# ASSIGNMENT:
Scan the entries below for the word "ModelReport". Copy each line that has it.

# Saved entries:
───

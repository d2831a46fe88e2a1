use std::path::{Path, PathBuf};
use std::time::Instant;

use anyhow::{bail, Context, Result};
use chrono::{DateTime, Utc};
use serde::{Deserialize, Serialize};
use tracing::{info, warn};

use crate::config::ForgeConfig;
use crate::describe::{DescriptionWriter, TemplateWriter};
use crate::forge::{web_path_for, BatchRequest, WeaponForge, WeaponRecord};
use crate::jobs::{CleanupReport, JobBoard, JobStatus};
use crate::library::{FileStats, WeaponFile, WeaponLibrary};
use crate::llm::{LlmClient, LlmWriter};
use crate::mesh::{CachedMesher, MeshGenerator, MeshKind, MeshSettings, ProceduralMesher};
use crate::personality::{PersonalityPreset, PresetTable, WeaponComponents};
use crate::tracker::GenerationStats;
use crate::Roller;

#[derive(Debug, Clone, Serialize, Deserialize)]
#[serde(rename_all = "snake_case")]
pub struct GenerateConfig {
    pub player1_personality: String,
    pub player2_personality: String,
    #[serde(default)]
    pub arena_theme: Option<String>,
    #[serde(default)]
    pub seed: Option<u64>,
    #[serde(default)]
    pub with_models: bool,
    #[serde(default)]
    pub config: Option<ForgeConfig>,
}

#[derive(Debug, Clone, Serialize)]
pub struct GenerateReport {
    pub weapons: Vec<WeaponRecord>,
    pub generation_time: f64,
    pub arena_theme: String,
    pub timestamp: i64,
    #[serde(skip_serializing_if = "Option::is_none")]
    pub models: Option<BatchReport>,
}

#[derive(Debug, Clone, Serialize)]
pub struct ModelReport {
    pub status: String,
    pub model_path: String,
    pub web_path: String,
    pub generation_time: f64,
    pub kind: MeshKind,
    pub cached: bool,
}

#[derive(Debug, Clone, Serialize)]
pub struct BatchItem {
    pub weapon_name: String,
    pub status: String,
    pub model_path: Option<String>,
    pub web_path: Option<String>,
    pub generation_time: f64,
    #[serde(skip_serializing_if = "Option::is_none")]
    pub error: Option<String>,
}

#[derive(Debug, Clone, Serialize)]
pub struct BatchSummary {
    pub total: usize,
    pub successful: usize,
    pub failed: usize,
    pub total_time: f64,
}

#[derive(Debug, Clone, Serialize)]
pub struct BatchReport {
    pub results: Vec<BatchItem>,
    pub summary: BatchSummary,
}

#[derive(Debug, Clone, Serialize)]
pub struct HealthReport {
    pub status: String,
    pub models_loaded: bool,
    pub text_backend: String,
    pub mesh_backend: String,
    pub timestamp: DateTime<Utc>,
    pub stats: GenerationStats,
}

#[derive(Debug, Clone, Serialize)]
pub struct SystemStats {
    pub text_backend: String,
    pub mesh_backend: String,
    pub mesh_settings: MeshSettings,
    pub cache_dir: String,
    pub personalities: usize,
}

#[derive(Debug, Clone, Serialize)]
pub struct StatsReport {
    pub generation_stats: GenerationStats,
    pub file_stats: FileStats,
    pub system_stats: SystemStats,
}

/// Owns everything one deployment needs: presets, writer, mesher, the
/// output library, running stats and the job board.
pub struct Armory {
    config: ForgeConfig,
    forge: WeaponForge,
    mesher: CachedMesher<ProceduralMesher>,
    library: WeaponLibrary,
    stats: GenerationStats,
    jobs: JobBoard,
}

impl Armory {
    pub fn from_config(config: ForgeConfig) -> Result<Self> {
        config.validate().context("invalid armory configuration")?;

        let mut presets = PresetTable::builtin().context("failed to parse builtin personalities")?;
        if let Some(path) = &config.personalities_path {
            if let Err(e) = presets.load_overrides(path) {
                warn!(path = %path.display(), error = %e, "ignoring personality overrides");
            }
        }

        let templates = TemplateWriter::builtin().context("failed to parse builtin arenas")?;
        let writer: Box<dyn DescriptionWriter> = match &config.llm {
            Some(llm) => {
                let client = LlmClient::new(llm.clone()).context("failed to build text model client")?;
                Box::new(LlmWriter::new(client, templates))
            }
            None => Box::new(templates),
        };

        let roller = match config.seed {
            Some(seed) => Roller::from_seed(seed),
            None => Roller::from_entropy(),
        };
        let format = config.mesh.output_format.clone();
        let forge = WeaponForge::new(presets, writer, roller)
            .with_output(&config.output_dir, &format)
            .with_batch_size(config.max_weapons_per_request);
        let mesher = CachedMesher::new(ProceduralMesher::new(config.mesh.clone()), &config.cache_dir);
        let library = WeaponLibrary::new(&config.output_dir, &format);

        info!(
            output = %config.output_dir.display(),
            text = forge.writer_backend(),
            mesh = mesher.backend(),
            "armory ready"
        );
        Ok(Self {
            config,
            forge,
            mesher,
            library,
            stats: GenerationStats::default(),
            jobs: JobBoard::default(),
        })
    }

    pub fn config(&self) -> &ForgeConfig {
        &self.config
    }

    pub fn generate(&mut self, request: &BatchRequest) -> Result<GenerateReport> {
        let start = Instant::now();
        let stamp = Utc::now();
        let weapons = match self.forge.forge_batch(request, stamp) {
            Ok(w) => w,
            Err(e) => {
                self.stats.record_failure(stamp);
                return Err(e).context("failed to generate weapons");
            }
        };
        let elapsed = start.elapsed();
        self.stats.record_batch(&weapons, elapsed, &request.arena_theme, stamp);
        info!(
            count = weapons.len(),
            secs = elapsed.as_secs_f64(),
            "generated weapon scenarios"
        );
        Ok(GenerateReport {
            weapons,
            generation_time: elapsed.as_secs_f64(),
            arena_theme: request.arena_theme.clone(),
            timestamp: stamp.timestamp(),
            models: None,
        })
    }

    /// Generate a batch and immediately write a mesh for every weapon.
    pub fn generate_with_models(&mut self, request: &BatchRequest) -> Result<GenerateReport> {
        let mut report = self.generate(request)?;
        report.models = Some(self.batch_create(&report.weapons));
        Ok(report)
    }

    pub fn create_model(&mut self, description: &str, output_path: Option<&Path>) -> Result<ModelReport> {
        if description.trim().is_empty() {
            bail!("missing required field: description");
        }
        let path = match output_path.filter(|p| !p.as_os_str().is_empty()) {
            Some(p) => p.to_path_buf(),
            None => self.default_model_path(Utc::now()),
        };
        let start = Instant::now();
        let outcome = self
            .mesher
            .generate(description, &path)
            .with_context(|| format!("failed to generate model at {}", path.display()))?;
        Ok(ModelReport {
            status: "completed".to_string(),
            model_path: path.to_string_lossy().into_owned(),
            web_path: web_path_for(&file_name_of(&path)),
            generation_time: start.elapsed().as_secs_f64(),
            kind: outcome.kind,
            cached: outcome.cached,
        })
    }

    /// Mesh every weapon in order. A failed weapon is reported, not fatal.
    pub fn batch_create(&mut self, weapons: &[WeaponRecord]) -> BatchReport {
        let start = Instant::now();
        let mut results = Vec::with_capacity(weapons.len());
        for (i, weapon) in weapons.iter().enumerate() {
            let weapon_name = if weapon.weapon_name.is_empty() {
                format!("Weapon_{}", i)
            } else {
                weapon.weapon_name.clone()
            };
            info!(n = i + 1, total = weapons.len(), weapon = %weapon_name, "meshing weapon");
            let item_start = Instant::now();
            let outcome = if weapon.file_location.is_empty() {
                Err(anyhow::anyhow!("weapon has no fileLocation"))
            } else {
                self.mesher
                    .generate(&weapon.description, Path::new(&weapon.file_location))
                    .map_err(anyhow::Error::from)
            };
            let generation_time = item_start.elapsed().as_secs_f64();
            results.push(match outcome {
                Ok(_) => BatchItem {
                    weapon_name,
                    status: "completed".to_string(),
                    model_path: Some(weapon.file_location.clone()),
                    web_path: (!weapon.web_path.is_empty()).then(|| weapon.web_path.clone()),
                    generation_time,
                    error: None,
                },
                Err(e) => {
                    warn!(weapon = %weapon_name, error = %e, "mesh generation failed");
                    BatchItem {
                        weapon_name,
                        status: "failed".to_string(),
                        model_path: None,
                        web_path: None,
                        generation_time,
                        error: Some(e.to_string()),
                    }
                }
            });
        }

        let successful = results.iter().filter(|r| r.status == "completed").count();
        let summary = BatchSummary {
            total: weapons.len(),
            successful,
            failed: weapons.len() - successful,
            total_time: start.elapsed().as_secs_f64(),
        };
        info!(successful, total = summary.total, "batch meshing finished");
        BatchReport { results, summary }
    }

    pub fn health(&self) -> HealthReport {
        let models_loaded = self.forge.writer_available();
        if !models_loaded {
            warn!(backend = self.forge.writer_backend(), "text model unreachable");
        }
        HealthReport {
            status: if models_loaded { "healthy" } else { "initializing" }.to_string(),
            models_loaded,
            text_backend: self.forge.writer_backend().to_string(),
            mesh_backend: self.mesher.backend().to_string(),
            timestamp: Utc::now(),
            stats: self.stats.clone(),
        }
    }

    pub fn stats(&self) -> &GenerationStats {
        &self.stats
    }

    pub fn stats_report(&self) -> Result<StatsReport> {
        let file_stats = self.library.file_stats().context("failed to scan weapon files")?;
        Ok(StatsReport {
            generation_stats: self.stats.clone(),
            file_stats,
            system_stats: SystemStats {
                text_backend: self.forge.writer_backend().to_string(),
                mesh_backend: self.mesher.backend().to_string(),
                mesh_settings: self.mesher.settings().clone(),
                cache_dir: self.mesher.cache_dir().to_string_lossy().into_owned(),
                personalities: self.forge.presets().len(),
            },
        })
    }

    pub fn list(&self) -> Result<Vec<WeaponFile>> {
        self.library.list().context("failed to list weapons")
    }

    pub fn delete(&self, weapon_id: &str) -> Result<PathBuf> {
        Ok(self.library.delete(weapon_id)?)
    }

    pub fn resolve_download(&self, filename: &str) -> Result<PathBuf> {
        Ok(self.library.resolve_download(filename)?)
    }

    pub fn bundle(&self) -> Result<PathBuf> {
        self.library.bundle(Utc::now()).context("failed to build weapon bundle")
    }

    pub fn clear_cache(&self) -> Result<usize> {
        self.mesher.clear().context("failed to clear mesh cache")
    }

    pub fn personalities(&self) -> Vec<String> {
        self.forge.presets().names()
    }

    pub fn personality(&self, name: &str) -> Option<&PersonalityPreset> {
        self.forge.presets().get(name)
    }

    pub fn components(&self, name: &str) -> WeaponComponents {
        self.forge.presets().components(name)
    }

    pub fn add_personality(&mut self, name: &str, preset: PersonalityPreset) -> Result<()> {
        Ok(self.forge.presets_mut().insert(name, preset)?)
    }

    pub fn submit_job(&mut self, request: BatchRequest) -> String {
        self.jobs.submit(request)
    }

    pub fn run_job(&mut self, job_id: &str) -> Result<JobStatus> {
        Ok(self.jobs.run(job_id, &mut self.forge, &mut self.mesher)?)
    }

    pub fn job_status(&self, job_id: &str) -> Result<JobStatus> {
        Ok(self.jobs.status(job_id)?)
    }

    pub fn cleanup_job(&mut self, job_id: &str) -> Result<CleanupReport> {
        Ok(self.jobs.cleanup(job_id)?)
    }

    fn default_model_path(&self, stamp: DateTime<Utc>) -> PathBuf {
        self.config.output_dir.join(format!(
            "weapon_{}.{}",
            stamp.timestamp(),
            self.config.mesh.output_format
        ))
    }
}

fn file_name_of(path: &Path) -> String {
    path.file_name()
        .map(|n| n.to_string_lossy().into_owned())
        .unwrap_or_default()
}

/// One-shot generation from a self-contained config, for callers that do
/// not keep an [`Armory`] alive between requests.
pub fn generate_weapons(cfg: GenerateConfig) -> Result<GenerateReport> {
    let mut config = cfg.config.unwrap_or_default();
    if cfg.seed.is_some() {
        config.seed = cfg.seed;
    }
    let mut armory = Armory::from_config(config)?;
    let request = BatchRequest {
        player1_personality: cfg.player1_personality,
        player2_personality: cfg.player2_personality,
        arena_theme: cfg
            .arena_theme
            .unwrap_or_else(|| crate::arena::DEFAULT_ARENA.to_string()),
    };
    if cfg.with_models {
        armory.generate_with_models(&request)
    } else {
        armory.generate(&request)
    }
}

───

# WRITTEN ANSWER:
pub struct ModelReport {
    pub fn create_model(&mut self, description: &str, output_path: Option<&Path>) -> Result<ModelReport> {
        Ok(ModelReport {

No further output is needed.